简体   繁体   English

在java中阅读Avro with Spark

[英]Read Avro with Spark in java

Can somebody share example of reading avro using java in spark? 有人可以在spark中分享使用java阅读avro的例子吗? Found scala examples but no luck with java. 找到scala示例但没有运气的java。 Here is the code snippet which is part of code but running into compilation issues with the method ctx.newAPIHadoopFile . 下面是代码片段,它是代码的一部分,但是ctx.newAPIHadoopFile方法的编译问题。

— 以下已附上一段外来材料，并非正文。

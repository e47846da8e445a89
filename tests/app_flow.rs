//! App-level flows: fetch sequencing, stale responses, search, detail, theme

use serde_json::{json, Value};
use shinobix::app::{App, InputMode, LoadState};
use shinobix::controller::Session;
use shinobix::prefs::PrefsStore;
use shinobix::theme::Theme;
use shinobix::{AppEvent, Endpoint, FetchRequest, PageResult};
use std::time::{Duration, Instant};
use tokio::sync::mpsc::{unbounded_channel, UnboundedReceiver};

fn app_with_channel(endpoint: Endpoint) -> (App, UnboundedReceiver<FetchRequest>) {
    let (tx, rx) = unbounded_channel();
    let app = App::new(Session::new(endpoint, ""), Theme::Dark, None, 400, Some(tx));
    (app, rx)
}

fn characters(n: usize) -> Vec<Value> {
    (0..n)
        .map(|i| {
            json!({
                "id": i,
                "name": format!("Shinobi {i}"),
                "images": [format!("https://img.test/{i}.png")],
                "personal": {"affiliation": ["Konohagakure", "Team 7"]},
            })
        })
        .collect()
}

fn loaded(seq: u64, list: Vec<Value>, total: u64) -> AppEvent {
    AppEvent::PageLoaded {
        seq,
        result: PageResult { list, current_page: 1, page_size: 20, total },
    }
}

#[test]
fn start_issues_first_page_and_shows_skeleton() {
    let (mut app, mut rx) = app_with_channel(Endpoint::Character);
    app.start();

    let req = rx.try_recv().unwrap();
    assert_eq!(req.seq, 1);
    assert_eq!(req.page, 1);
    assert_eq!(req.search, "");
    assert_eq!(app.load_state(), &LoadState::Loading);
}

#[test]
fn loaded_page_renders_cards_and_updates_stats() {
    let (mut app, mut rx) = app_with_channel(Endpoint::Character);
    app.start();
    let req = rx.try_recv().unwrap();

    assert_eq!(app.stat_text(Endpoint::Character), "...");
    app.on_event(loaded(req.seq, characters(20), 45));

    assert_eq!(app.load_state(), &LoadState::Ready);
    assert_eq!(app.grid().cards().len(), 20);
    assert_eq!(app.grid().cards()[0].summary, "Village: Konohagakure");
    assert_eq!(app.pagination().label, "Page 1 of 3");
    assert_eq!(app.stat_text(Endpoint::Character), "45");
}

#[test]
fn stale_page_is_dropped_after_paginating() {
    let (mut app, mut rx) = app_with_channel(Endpoint::Character);
    app.start();
    let first = rx.try_recv().unwrap();
    app.on_event(loaded(first.seq, characters(20), 45));

    app.next_page();
    let second = rx.try_recv().unwrap();
    assert_eq!(second.page, 2);
    assert_eq!(app.session().current_page, 2);

    // A late duplicate of the first response must not overwrite page 2's state
    app.on_event(loaded(first.seq, characters(3), 45));
    assert_eq!(app.load_state(), &LoadState::Loading);

    app.on_event(AppEvent::PageFailed { seq: first.seq, message: "boom".into() });
    assert_eq!(app.error_message(), None);

    app.on_event(AppEvent::PageFailed { seq: second.seq, message: "HTTP 500: Internal Server Error".into() });
    assert_eq!(app.error_message(), Some("HTTP 500: Internal Server Error"));
}

#[test]
fn pagination_past_the_edges_issues_nothing() {
    let (mut app, mut rx) = app_with_channel(Endpoint::Clan);
    app.start();
    let req = rx.try_recv().unwrap();
    app.on_event(loaded(req.seq, vec![json!({"name": "Uchiha", "characters": [1, 2]})], 1));

    app.prev_page();
    app.next_page();
    assert!(rx.try_recv().is_err());
    assert!(!app.pagination().visible);
}

#[test]
fn typed_search_waits_for_idle_window() {
    let (mut app, mut rx) = app_with_channel(Endpoint::Character);
    app.start();
    let _ = rx.try_recv().unwrap();

    app.start_search();
    assert_eq!(app.input_mode(), InputMode::Search);
    for c in "itachi".chars() {
        app.search_add_char(c);
    }

    app.tick(Instant::now());
    assert!(rx.try_recv().is_err(), "fired before the debounce window");

    app.tick(Instant::now() + Duration::from_millis(500));
    let req = rx.try_recv().unwrap();
    assert_eq!(req.search, "itachi");
    assert_eq!(req.page, 1);
    assert_eq!(app.title(), "Results for \"itachi\"");
}

#[test]
fn submit_bypasses_debounce_and_skips_unchanged_term() {
    let (mut app, mut rx) = app_with_channel(Endpoint::Village);
    app.start();
    let _ = rx.try_recv().unwrap();

    app.start_search();
    for c in " kiri ".chars() {
        app.search_add_char(c);
    }
    app.submit_search();
    let req = rx.try_recv().unwrap();
    assert_eq!(req.search, "kiri");
    assert_eq!(app.input_mode(), InputMode::Normal);

    // Debounce was cancelled by the submit
    app.tick(Instant::now() + Duration::from_secs(5));
    assert!(rx.try_recv().is_err());

    // Same term on page 1: nothing to do
    app.start_search();
    app.submit_search();
    assert!(rx.try_recv().is_err());
}

#[test]
fn switching_collections_clears_the_search_box() {
    let (mut app, mut rx) = app_with_channel(Endpoint::Character);
    app.start();
    let _ = rx.try_recv().unwrap();

    app.start_search();
    app.search_add_char('g');
    app.leave_search();
    app.set_endpoint(Endpoint::Village);

    assert_eq!(app.search_input(), "");
    let req = rx.try_recv().unwrap();
    assert_eq!(req.endpoint, Endpoint::Village);
    assert_eq!(req.search, "");

    // The abandoned keystroke never turns into a request
    app.tick(Instant::now() + Duration::from_secs(5));
    assert!(rx.try_recv().is_err());
}

#[test]
fn detail_overlay_opens_for_selection_and_closes_on_refetch() {
    let (mut app, mut rx) = app_with_channel(Endpoint::Character);
    app.start();
    let req = rx.try_recv().unwrap();
    app.on_event(loaded(req.seq, characters(2), 2));

    app.down();
    app.open_detail();
    assert_eq!(app.input_mode(), InputMode::Detail);
    assert_eq!(app.detail().map(|d| d.name.as_str()), Some("Shinobi 1"));

    app.reload();
    assert!(app.detail().is_none());
    assert_eq!(app.input_mode(), InputMode::Normal);
}

#[test]
fn zero_totals_keep_stats_pending() {
    let (mut app, _rx) = app_with_channel(Endpoint::Character);
    app.on_event(AppEvent::StatsLoaded { endpoint: Endpoint::Clan, total: 0 });
    assert_eq!(app.stat_text(Endpoint::Clan), "...");
    app.on_event(AppEvent::StatsLoaded { endpoint: Endpoint::Clan, total: 58 });
    assert_eq!(app.stat_text(Endpoint::Clan), "58");
}

#[test]
fn theme_toggle_is_persisted() {
    let dir = tempfile::tempdir().unwrap();
    let prefs = PrefsStore::new(dir.path().join("nested").join("prefs.toml"));
    let mut app = App::new(Session::default(), Theme::Dark, Some(prefs.clone()), 400, None);

    app.toggle_theme();
    assert_eq!(app.theme(), Theme::Light);
    assert_eq!(prefs.load_theme(), Theme::Light);

    app.toggle_theme();
    assert_eq!(prefs.load_theme(), Theme::Dark);
}

#[test]
fn quit_sets_flag() {
    let (mut app, _rx) = app_with_channel(Endpoint::Character);
    assert!(!app.quit_flag());
    app.request_quit();
    assert!(app.quit_flag());
}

JavaSparkContext ctx = new JavaSparkContext(sparkConf);
Configuration hadoopConf = new Configuration();
JavaRDD<SampleAvro> lines = ctx.newAPIHadoopFile(path, AvroInputFormat.class, AvroKey.class, NullWritable.class, new Configuration());

Regards 问候

You can use the spark-avro connector library by Databricks. 您可以使用Databricksspark-avro连接器库
The recommended way to read or write Avro data from Spark SQL is by using Spark's DataFrame APIs. 从Spark SQL读取或编写Avro数据的推荐方法是使用Spark的DataFrame API。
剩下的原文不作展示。